Results: Elevated MRP1 expression was observed in glutamate-challenged primary cortical neuronal cells and in stroke-affected brain tissue. MRP1-deficient mice displayed larger stroke-induced lesions, recognizing a protective role of MRP1. In vitro, protection against glutamate-induced neurotoxicity by α-TCT was attenuated under conditions of MRP1 knockdown; this suggests the role of MRP1 in α-TCT-dependent neuroprotection. In vivo studies demonstrated that oral supplementation of α-TCT protected against murine stroke. MRP1 expression was elevated in the stroke-affected cortical tissue of α-TCT-supplemented mice. Efforts to elucidate the underlying mechanism identified MRP1 as a target of microRNA (miR)-199a-5p.
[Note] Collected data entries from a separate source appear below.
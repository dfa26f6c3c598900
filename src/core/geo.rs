use serde::{Deserialize, Serialize};

/// Represents a point in host pixel coordinates (y grows downwards)
#[derive(Debug, Clone, Copy, PartialEq, Serialize, Deserialize)]
pub struct Point {
    pub x: f64,
    pub y: f64,
}

impl Point {
    pub fn new(x: f64, y: f64) -> Self {
        Self { x, y }
    }

    pub fn add(&self, other: &Point) -> Point {
        Point::new(self.x + other.x, self.y + other.y)
    }

    pub fn subtract(&self, other: &Point) -> Point {
        Point::new(self.x - other.x, self.y - other.y)
    }

    pub fn multiply(&self, scalar: f64) -> Point {
        Point::new(self.x * scalar, self.y * scalar)
    }

    pub fn length(&self) -> f64 {
        (self.x * self.x + self.y * self.y).sqrt()
    }

    pub fn distance_to(&self, other: &Point) -> f64 {
        self.subtract(other).length()
    }

    pub fn is_finite(&self) -> bool {
        self.x.is_finite() && self.y.is_finite()
    }
}

impl Default for Point {
    fn default() -> Self {
        Self::new(0.0, 0.0)
    }
}

/// Screen rectangle of a clicked tile.
///
/// `x`/`y` are the centre of the tile, which is what the caller needs to
/// start a zoom-in transition from the tile's position.
#[derive(Debug, Clone, Copy, PartialEq, Serialize, Deserialize)]
pub struct TileRect {
    pub x: f64,
    pub y: f64,
    pub width: f64,
    pub height: f64,
}

impl TileRect {
    pub fn new(x: f64, y: f64, width: f64, height: f64) -> Self {
        Self {
            x,
            y,
            width,
            height,
        }
    }

    /// Builds a rect from its top-left corner, like a DOM bounding box
    pub fn from_bounds(left: f64, top: f64, width: f64, height: f64) -> Self {
        Self::new(left + width / 2.0, top + height / 2.0, width, height)
    }

    pub fn center(&self) -> Point {
        Point::new(self.x, self.y)
    }

    pub fn contains(&self, point: &Point) -> bool {
        (point.x - self.x).abs() <= self.width / 2.0 && (point.y - self.y).abs() <= self.height / 2.0
    }
}
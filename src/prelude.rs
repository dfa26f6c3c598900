//! Prelude module for common dome gallery types and traits
//!
//! This module re-exports the most commonly used types, traits, and functions
//! for easy importing with `use dome_gallery::prelude::*;`

pub use crate::core::{
    builder::DomeGalleryBuilder,
    config::{
        GalleryConfig, GestureConfig, InertiaConfig, InteractionProfile, LayoutConfig,
        StyleConfig, WheelConfig,
    },
    geo::{Point, TileRect},
    rotation::{PitchLimits, Rotation},
};

pub use crate::gallery::DomeGallery;

pub use crate::layout::{
    geometry::{base_rotation, fit_radius, TileAngles},
    tiles::{ImageDescriptor, LoadPriority, LoadingMode, Tile, TileAspect},
};

pub use crate::input::{
    events::{EventHandled, GalleryEvent, InputEvent, TouchPhase, TouchPoint},
    gestures::DragAxis,
    handler::InteractionState,
};

pub use crate::animation::scheduler::{FrameId, FrameScheduler, ManualFrameScheduler};

#[cfg(feature = "render")]
pub use crate::render::projection::{Projection, ProjectedTile};

#[cfg(feature = "egui")]
pub use crate::ui::widget::{DomeGalleryWidget, GalleryResponse};

pub use crate::{GalleryError, Result};

pub use instant::{Duration, Instant};

pub use fxhash::{FxHashMap as HashMap, FxHashSet as HashSet};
In α-TCT-supplemented mice, miR-199a-5p was downregulated in stroke-affected brain tissue.

Conclusion: This work recognizes MRP1 as a protective factor against stroke. Furthermore, findings of this study add a new dimension to the current understanding of the molecular bases of α-TCT neuroprotection in 2 ways: by identifying MRP1 as a α-TCT-sensitive target and by unveiling the general prospect that oral α-TCT may regulate miR expression in stroke-affected brain tissue.